Most clinically affected dogs develop upper respiratory tract disease with varying degrees of cough, nasal discharge, ocular discharge, lethargy and anorexia. Fever may be present but is inconsistent. Secondary bacterial pneumonia may develop in a minority of cases. Severe peracute lower respiratory tract disease has also been reported and can result in rapid deterioration (including death) within a short period of time. How much of that is due to an abnormal presentation of primary viral disease versus severe peracute secondary bacterial infection is usually difficult to discern.
Clinical signs are not adequate for diagnosis since CIV infection is not distinguishable from disease caused by other CIRDC pathogens. Suspicion should be raised in some situations, such as high morbidity outbreaks in groups of dogs vaccinated against Bordetella bronchiseptica and canine parainfluenza virus and in dogs imported from Asia, but diagnostic testing is required.
PCR is the most widely used test. Testing can involve one or more of nasal, pharyngeal and conjunctival swabs. Conjunctival swabs are likely the lowest yield and nasal swabs are most often used. Testing of 2 or 3 sites in parallel likely increases sensitivity of diagnosis.
Serological testing is less useful clinically because of the need to test convalescent titres. A four-fold or greater increase in serum antibody titre in samples collected ∼4 weeks apart is diagnostic in the absence of recent (probably within the past few weeks) vaccination.

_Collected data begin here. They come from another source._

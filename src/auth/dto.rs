use serde::{Deserialize, Serialize};
use time::OffsetDateTime;
use uuid::Uuid;

use crate::auth::services::is_valid_email;
use crate::error::AppError;
use crate::users::model::User;

/// Request body for user registration.
#[derive(Debug, Deserialize)]
pub struct RegisterRequest {
    pub email: String,
    pub password: String,
    pub name: String,
}

/// Request body for login.
#[derive(Debug, Deserialize)]
pub struct LoginRequest {
    pub email: String,
    pub password: String,
}

/// Response returned after register or login.
#[derive(Debug, Serialize)]
pub struct AuthResponse {
    pub access_token: String,
    pub token_type: &'static str,
    pub user: PublicUser,
}

impl AuthResponse {
    pub fn new(access_token: String, user: &User) -> Self {
        Self {
            access_token,
            token_type: "bearer",
            user: PublicUser::from(user),
        }
    }
}

/// Public part of the user returned to the client. There is no hash field
/// here, so the stored credential cannot leak through serialization.
#[derive(Debug, Serialize)]
pub struct PublicUser {
    pub id: Uuid,
    pub email: String,
    pub name: String,
    pub bio: Option<String>,
    #[serde(with = "time::serde::rfc3339")]
    pub created_at: OffsetDateTime,
    #[serde(with = "time::serde::rfc3339")]
    pub updated_at: OffsetDateTime,
}

impl From<&User> for PublicUser {
    fn from(user: &User) -> Self {
        Self {
            id: user.id,
            email: user.email.clone(),
            name: user.name.clone(),
            bio: user.bio.clone(),
            created_at: user.created_at,
            updated_at: user.updated_at,
        }
    }
}

impl RegisterRequest {
    pub fn validate(&self) -> Result<(), AppError> {
        if !is_valid_email(&self.email) {
            return Err(AppError::Validation("Invalid email".into()));
        }
        let password_len = self.password.chars().count();
        if !(6..=64).contains(&password_len) {
            return Err(AppError::Validation(
                "Password must be 6-64 characters".into(),
            ));
        }
        let name_len = self.name.chars().count();
        if !(2..=120).contains(&name_len) {
            return Err(AppError::Validation("Name must be 2-120 characters".into()));
        }
        Ok(())
    }
}

impl LoginRequest {
    pub fn validate(&self) -> Result<(), AppError> {
        if !is_valid_email(&self.email) {
            return Err(AppError::Validation("Invalid email".into()));
        }
        Ok(())
    }
}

Most cases of CIV infection respond well to supportive care, such as cough suppression. The type and level of care that is needed (e.g., IV fluids, oxygen support) is dictated by the severity of CIRDC, not by the pathogen. Most affected dogs are easily managed at home. Secondary bacterial infections are not common but may occur, and should be managed as per standard approaches.7 Antiviral drugs are uncommonly used in humans and the approach should be similar in animals. While drugs such as oseltamivir might be useful in some situations, they are not likely indicated in the vast majority of cases. They could be considered in severe, acute cases, particularly in high risk (e.g., brachycephalic) patients, but evidence is currently lacking.
Monovalent H3N2 or H3N8, and bivalent vaccines, are available. It is questionable whether H3N8 vaccination is required since this virus seems to be very rare (if it is even still circulating). As is typical for killed vaccines, an initial two dose series is required.

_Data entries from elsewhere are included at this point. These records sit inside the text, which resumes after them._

use tracing::info;

use crate::auth::dto::PublicUser;
use crate::error::AppError;
use crate::users::model::{ProfilePatch, User};
use crate::users::store::UserStore;

/// Pure projection of the caller's own record.
pub fn get_profile(user: &User) -> PublicUser {
    PublicUser::from(user)
}

/// Apply a partial update to the caller's own profile. Validation runs
/// before any store write; an empty patch returns the record as-is, leaving
/// `updated_at` untouched.
pub async fn update_profile(
    store: &dyn UserStore,
    user: &User,
    patch: ProfilePatch,
) -> Result<User, AppError> {
    patch.validate()?;

    if patch.is_empty() {
        return Ok(user.clone());
    }

    let updated = store.apply_profile_patch(user.id, &patch).await?;
    info!(user_id = %user.id, "profile updated");
    Ok(updated)
}
use axum::{
    async_trait,
    extract::{FromRef, FromRequestParts},
    http::request::Parts,
};
use tracing::warn;

use crate::auth::jwt::JwtKeys;
use crate::error::AppError;
use crate::state::AppState;
use crate::users::model::User;
use crate::users::store::UserStore;

/// Authenticated user for protected routes, resolved from the bearer token.
pub struct CurrentUser(pub User);

/// Header-to-user resolution, separated from the extractor so it can be
/// exercised without HTTP plumbing. Every failure is the same
/// `Unauthorized`.
pub(crate) async fn authenticate(
    store: &dyn UserStore,
    keys: &JwtKeys,
    auth_header: Option<&str>,
) -> Result<User, AppError> {
    let header = auth_header.ok_or(AppError::Unauthorized)?;
    let token = header
        .strip_prefix("Bearer ")
        .or_else(|| header.strip_prefix("bearer "))
        .ok_or(AppError::Unauthorized)?;

    let user_id = keys.verify(token).map_err(|e| {
        warn!(error = %e, "token rejected");
        AppError::Unauthorized
    })?;

    // Token subjects are trusted only as far as the store confirms them.
    store
        .find_by_id(user_id)
        .await
        .map_err(AppError::internal)?
        .ok_or(AppError::Unauthorized)
}

#[async_trait]
impl FromRequestParts<AppState> for CurrentUser {
    type Rejection = AppError;

    async fn from_request_parts(
        parts: &mut Parts,
        state: &AppState,
    ) -> Result<Self, Self::Rejection> {
        let keys = JwtKeys::from_ref(state);
        let auth_header = parts
            .headers
            .get(axum::http::header::AUTHORIZATION)
            .and_then(|v| v.to_str().ok());

        let user = authenticate(state.store.as_ref(), &keys, auth_header).await?;
        Ok(CurrentUser(user))
    }
}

The timeframe required for two doses and subsequent development of a protective immune response means that vaccination is not a highly effective initial outbreak response tool, since much transmission can happen during this window of developing resistance. While vaccination can be considered for any patient, vaccination is perhaps most important in dogs at higher risk of exposure (e.g., those exposed to imported dogs or dogs from other endemic regions, dogs that have frequent contact with other dogs) and those at increased risk of severe infection (e.g., seniors, dog with underlying respiratory or cardiovascular disease, brachycephalics).
Influenza vaccines are labelled to aid in reduction of disease. They are most reasonably expected to reduce the risk of severe disease and help establish herd immunity, to hopefully reduce the risk of transmission. It is not uncommon for vaccinated dogs to develop influenza after exposure, so client counselling must emphasize the reasons for vaccination (e.g., to reduce the risk of severe disease, rather than to provide a high likelihood that the dog will not develop influenza).
The public health risks with H3N2 CIV seem to be very low. Human infections with H3N2 CIV have not been reported. However, it cannot be completely ruled out so practical infection control measures to improve hygiene (e.g., hand hygiene) and limit direct contact with respiratory secretions of infections dogs are prudent. The greater concern is the potential for dogs to act as a ‘mixing vessel’ for influenza viruses.